# STEROID BRANDS, PROFILES, PCTURES, & REVIEWS > PICTURES OF STEROIDS >  Can anyone vouch for Sciroxx Tren e and Test e??? Check out the pics... :] Thanks!

## tripmachine

Just got this today in the mail..... wanted to get some feedback on these if possible.... Are they legit? tren -Batch#7548 exp.3/14 test-Batch#2658 exp.9/13 Thanks for any help!! 

Also are they supposed to be pretty runny? Seems a bit more runny than it should be..... but maybe I'm mistaken... Thanks!
.



sorry shouldn't have shown names..... MOD can you edit my title please if it's against the rules.... sorry for breaking them if that's the case..... I'd better hit up the rules again, DOH!

----------


## tripmachine



----------


## lord henry

is that an ugl ??

----------


## tripmachine

> is that an ugl ??


ehhhhhhh hmmm.... i don't know... :] I'm trying to figure it out... seeing if anyone has an idea... I'm going to do a little digging to see what i can come up with but if anyone knows anything on this I'd appreciate a quick reply thanks!!!

----------


## GearIdentity

Supposed to be made from the original owner of syntrop.

----------


## tripmachine

> Supposed to be made from the original owner of syntrop.

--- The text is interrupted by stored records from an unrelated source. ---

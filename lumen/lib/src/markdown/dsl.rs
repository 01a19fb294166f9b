//! Code block info-string parsing.
//!
//! The info string is the text after the opening backticks of a fenced code
//! block. Its first token is the language; the rest is a list of `key=value`
//! pairs of which `title` is understood:
//!
//! ````markdown
//! ```rust title="Main function"
//! fn main() {}
//! ```
//! ````

use lazy_static::lazy_static;
use regex::Regex;

lazy_static! {
    /// Matches key="value", key='value' and key=value pairs.
    static ref KV_PATTERN: Regex = Regex::new(
        r#"([\w-]+)=(?:"([^"]*)"|'([^']*)'|(\S+))"#
    ).unwrap();
}

/// Metadata extracted from a code block's info string.
#[derive(Debug, Clone, Default, PartialEq, Eq)]
pub struct CodeBlockMeta {
    /// Language identifier (first token), empty when absent.
    pub language: String,
    /// Optional title for the code block.
    pub title: Option<String>,
}

impl CodeBlockMeta {
    /// Returns true when the block declares a Mermaid diagram.
    pub fn is_mermaid(&self) -> bool {
        self.language.eq_ignore_ascii_case("mermaid")
    }
}

/// Parses a code block info string into metadata.
///
/// ## Examples
///
/// ```
/// use lumen_lib::markdown::dsl::parse_code_info;
///
/// let meta = parse_code_info("rust");
/// assert_eq!(meta.language, "rust");
/// assert!(meta.title.is_none());
///
/// let meta = parse_code_info(r#"ts title="Main function""#);
/// assert_eq!(meta.language, "ts");
/// assert_eq!(meta.title.as_deref(), Some("Main function"));
/// ```
pub fn parse_code_info(info_string: &str) -> CodeBlockMeta {
    let info_string = info_string.trim();
    if info_string.is_empty() {
        return CodeBlockMeta::default();
    }

    let (language, remainder) = info_string
        .split_once(char::is_whitespace)
        .unwrap_or((info_string, ""));

    let mut meta = CodeBlockMeta {
        language: language.to_string(),
        title: None,
    };

    for captures in KV_PATTERN.captures_iter(remainder) {
        let Some(key) = captures.get(1) else {
            continue;
        };
        let value = captures
            .get(2)
            .or_else(|| captures.get(3))
            .or_else(|| captures.get(4))
            .map(|m| m.as_str());

        if key.as_str() == "title"
            && let Some(value) = value
        {
            meta.title = Some(value.to_string());
        }
    }

    meta
}
//! Integration tests for searching rendered documents.

mod common;

use common::{fixture_document, load_fixture};
use lumen_lib::document::{Document, MermaidMode, ParseOptions};
use lumen_lib::markdown::Markdown;
use lumen_lib::markdown::output::{HtmlOptions, as_page, render_document};
use lumen_lib::search::{Direction, ScrollRequest, SearchEngine};
use std::path::PathBuf;

fn searchable_occurrences(document: &Document, query: &str) -> usize {
    let needle = query.to_lowercase();
    document
        .segments()
        .iter()
        .filter(|segment| !segment.opaque)
        .map(|segment| segment.text.to_lowercase().matches(&needle).count())
        .sum()
}

#[test]
fn test_guide_matches_skip_code_and_diagrams() {
    let mut document = fixture_document("guide.md");
    let mut engine = SearchEngine::new();

    let summary = engine.apply_query(&mut document, "closure");

    // heading, two in the first paragraph, inline code, quote, two list items
    assert_eq!(summary.count, 7);
    assert_eq!(summary.count, searchable_occurrences(&document, "closure"));
    assert!(document.text_content().to_lowercase().matches("closure").count() > summary.count);
}

#[test]
fn test_guide_title_and_diagram() {
    let document = fixture_document("guide.md");
    assert_eq!(document.title(), Some("Closures Guide"));
    assert!(document.has_diagrams());
}

#[test]
fn test_diagram_text_is_searchable_when_rendered_as_code() {
    let options = ParseOptions {
        mermaid_mode: MermaidMode::Code,
        ..ParseOptions::default()
    };
    let mut document = Document::parse(&load_fixture("guide.md"), &options).unwrap();
    let mut engine = SearchEngine::new();

    // still a code block, still opaque
    assert_eq!(engine.apply_query(&mut document, "environment").count, 1);
}

#[test]
fn test_plain_fixture_positions() {
    let mut document = fixture_document("plain.md");
    let mut engine = SearchEngine::new();

    engine.apply_query(&mut document, "closure");

    let positions: Vec<(usize, usize)> = engine.matches().iter().map(|m| (m.start, m.end)).collect();
    assert_eq!(positions, vec![(0, 7), (17, 24)]);
    assert_eq!(engine.cursor(), Some(0));
}

#[test]
fn test_cycle_through_guide() {
    let mut document = fixture_document("guide.md");
    let mut engine = SearchEngine::new();
    let count = engine.apply_query(&mut document, "closure").count;

    let mut visited = vec![0];
    for _ in 0..count {
        let scroll = engine.advance(&mut document, Direction::Next).unwrap();
        visited.push(scroll.marker);
    }

    let expected: Vec<usize> = (0..count).chain([0]).collect();
    assert_eq!(visited, expected);
    assert_eq!(document.markers().iter().filter(|m| m.active).count(), 1);
}

#[test]
fn test_clear_restores_fixture() {
    let original = fixture_document("guide.md");
    let mut document = original.clone();
    let mut engine = SearchEngine::new();

    engine.apply_query(&mut document, "capture");
    engine.apply_query(&mut document, "a");
    engine.clear(&mut document);

    assert_eq!(document, original);
    assert_eq!(render_document(&document), render_document(&original));
}

#[test]
fn test_page_contains_markers() {
    let mut document = fixture_document("guide.md");
    let mut engine = SearchEngine::new();
    let summary = engine.apply_query(&mut document, "closure");
    assert_eq!(summary.scroll, Some(ScrollRequest::centered(0)));

    let page = as_page(&document, &HtmlOptions::default(), Some("closure")).unwrap();

    assert_eq!(page.matches("<mark class=\"search-hit").count(), 7);
    assert_eq!(page.matches("search-hit active").count(), 1);
    assert!(page.contains("1 / 7"));
    assert!(page.contains("<div class=\"code-block-title\">counter.js</div>"));
}

#[test]
fn test_markdown_from_path_to_document() {
    let path: PathBuf = [env!("CARGO_MANIFEST_DIR"), "tests", "fixtures", "guide.md"]
        .iter()
        .collect();
    let md = Markdown::try_from(path.as_path()).unwrap();
    let document = md.as_document(&ParseOptions::default()).unwrap();
    assert_eq!(document, fixture_document("guide.md"));
}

does that mean you think it's A okAy? or what? :P

----------


## strongmann

what i can tell you is that you need to edit the name on the box and vials before a mod tells you to...

----------


## Mammon

> Supposed to be made from the original owner of syntrop.


correct.. 
its legit.

----------


## BAMBAM2385

awesome stuff.

----------


## Coop77

> is that an ugl ??


There is no legitimate medical tren , so it's ugl.

----------


## onefm

They're pushing it like a legit lab, but also getting tagged as UGL. I've tried the Test Cyp, from what looked like a legit batch, and it was very underdosed if any..I figured they would try to make something quality enough to get someone to use it again..

----------


## TheMemoryRemains

Pictures would be nice if you can get them up

----------